Since my synagogue straddles the border between progressive and traditional, we refrained on Zoom from the parts of the service that required a minyan. So Torah wasn’t chanted from a scroll during all those awful first months, just read from a chumash. I soon figured out a new Shabbat morning ritual for myself in the courtyard of my building, which is equipped with Adirondack chairs with and occasionally reliable WiFi. I’d get dressed in just a slightly fancier T-shirt than usual to mark the day and head downstairs with my laptop, siddur, and headphones. Through the gap between buildings I’d watch the sun dance around clouds as two rabbis and a hazzan prayed at each other, and the invisible rest of us, from opposite ends of a sanctuary that seats 800.

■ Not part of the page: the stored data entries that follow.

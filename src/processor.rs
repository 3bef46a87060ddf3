//! Template processor: named config loading, caching, and rendering.
//!
//! The processor composes a [`ConfigSource`] with the template engine.
//! It owns the only shared mutable state in the crate: a by-name cache of
//! parsed configurations with no TTL. Construct one processor at process
//! start and pass it by reference - there is deliberately no global
//! singleton.
//!
//! Correctness of the cache depends on the backing source being
//! effectively immutable during the process lifetime, or on callers
//! invoking [`TemplateProcessor::clear_cache`] after a known update.

use std::collections::HashMap;
use std::sync::{Arc, Mutex, MutexGuard};

use serde_json::Value;
use tracing::debug;

use crate::config::{ConfigError, ConfigSource, PromptConfig};
use crate::error::Result;
use crate::template::render;

/// Output of [`TemplateProcessor::get_processed_prompt`]: the rendered
/// prompt text plus the configuration it was rendered from (model settings
/// and schema travel with the prompt to the upstream caller).
#[derive(Debug, Clone)]
pub struct ProcessedPrompt {
    /// Final prompt text with variables substituted.
    pub prompt: String,
    /// The loaded configuration, shared with the cache.
    pub config: Arc<PromptConfig>,
}

/// Loads, caches, and renders named prompt configurations.
pub struct TemplateProcessor<S: ConfigSource> {
    source: S,
    cache: Mutex<HashMap<String, Arc<PromptConfig>>>,
}

impl<S: ConfigSource> TemplateProcessor<S> {
    pub fn new(source: S) -> Self {
        Self {
            source,
            cache: Mutex::new(HashMap::new()),
        }
    }

    /// Load the named configuration, reading from the source on first use
    /// and serving from the cache afterwards.
    ///
    /// Two concurrent misses for the same name may both read the source;
    /// the read is idempotent and the last insert wins, so no single-flight
    /// de-duplication is attempted.
    pub fn load_config(&self, name: &str) -> std::result::Result<Arc<PromptConfig>, ConfigError> {
        if let Some(config) = self.cache_guard().get(name) {
            debug!(name, "prompt config cache hit");
            return Ok(Arc::clone(config));
        }

        // Read outside the lock so a slow source does not serialize
        // unrelated loads.
        let raw = self
            .source
            .read(name)
            .map_err(|e| ConfigError::from_source(name, e))?;
        let config: PromptConfig = serde_yaml::from_str(&raw).map_err(|e| ConfigError::Invalid {
            name: name.to_string(),
            reason: e.to_string(),
        })?;
        config.validate().map_err(|reason| ConfigError::Invalid {
            name: name.to_string(),
            reason,
        })?;

        let config = Arc::new(config);
        self.cache_guard()
            .insert(name.to_string(), Arc::clone(&config));
        debug!(name, version = %config.version, "prompt config loaded");
        Ok(config)
    }

    /// Load the named configuration and render its template against the
    /// supplied variables.
    pub fn get_processed_prompt(&self, name: &str, variables: &Value) -> Result<ProcessedPrompt> {
        let config = self.load_config(name)?;
        let prompt = render(&config.template, variables)?;
        Ok(ProcessedPrompt { prompt, config })
    }

    /// Eagerly load every configuration the source can enumerate, to fail
    /// fast at process start on malformed documents.
    ///
    /// Returns the number of configurations loaded. The first failure is
    /// wrapped in [`ConfigError::Preload`] with the offending name.
    pub fn preload_all(&self) -> std::result::Result<usize, ConfigError> {
        let names = self.source.list().map_err(|e| ConfigError::Preload {
            name: "*".to_string(),
            source: Box::new(ConfigError::from_source("*", e)),
        })?;

        for name in &names {
            self.load_config(name).map_err(|e| ConfigError::Preload {
                name: name.clone(),
                source: Box::new(e),
            })?;
        }

        debug!(count = names.len(), "prompt configs preloaded");
        Ok(names.len())
    }

    /// Drop one cached configuration, or all of them. Subsequent loads
    /// re-read the source.
    pub fn clear_cache(&self, name: Option<&str>) {
        let mut cache = self.cache_guard();
        match name {
            Some(name) => {
                cache.remove(name);
            }
            None => cache.clear(),
        }
    }

    fn cache_guard(&self) -> MutexGuard<'_, HashMap<String, Arc<PromptConfig>>> {
        // A panicked holder leaves the map structurally intact (worst case
        // a stale entry), so recover rather than propagate the poison.
        self.cache
            .lock()
            .unwrap_or_else(|poison| poison.into_inner())
    }
}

After nine months of this weirdness, our medical advisory board said it was safe to have a few more people in the sanctuary so that we could make a minyan and read from the actual sefer Torah. I volunteered. I missed chanting, and what else did I have to do, really?

Friday, July 21, 2023

1021. Three MORE years later

 aaaand… it’s been another 3 years.

I barely see the point in noting that the world has changed. It would be like putting up a billboard proclaiming that the sky is blue. I’m still here, healthy, sometimes happy, always grateful, distinctly older, and still often praying.


But not, as of the last two years, like I used to write about in this blog. It’s been a source of sadness for me, and big disappointment in some people I loved—still love—and respect—still do, but with a little less of my heart. But the situation is what it is (how I hate that phrase, but it fits). I want to be happy, not sad, and learn to place this thing in the small box where it belongs, rather than the big dump truck in the middle of the road of my life, cars honking “Get out of the way!” Sometimes the thing is so small that I barely see it. But other times it looms larger than the eyes of my cat when they’re 12 millimeters from mine as he wakes me with a paw on my cheek for food at 5AM.


I’ve been trying to write about what happened to help me understand, and feel better. Now that I’ve finally recovered the login info to this blog, don’t ask, and was also inspired by this beautifully introspective blog, it occurred to me that some kind of audience—probably no one, but even a theoretical audience—might motivate me to craft a few sentences to help me work out my issues. Recommitting here might also jumpstart another writing project that I’m determined to finish before I depart this earth at age 120 (or older).


So, a start. Maybe, maybe I’m occasionally back.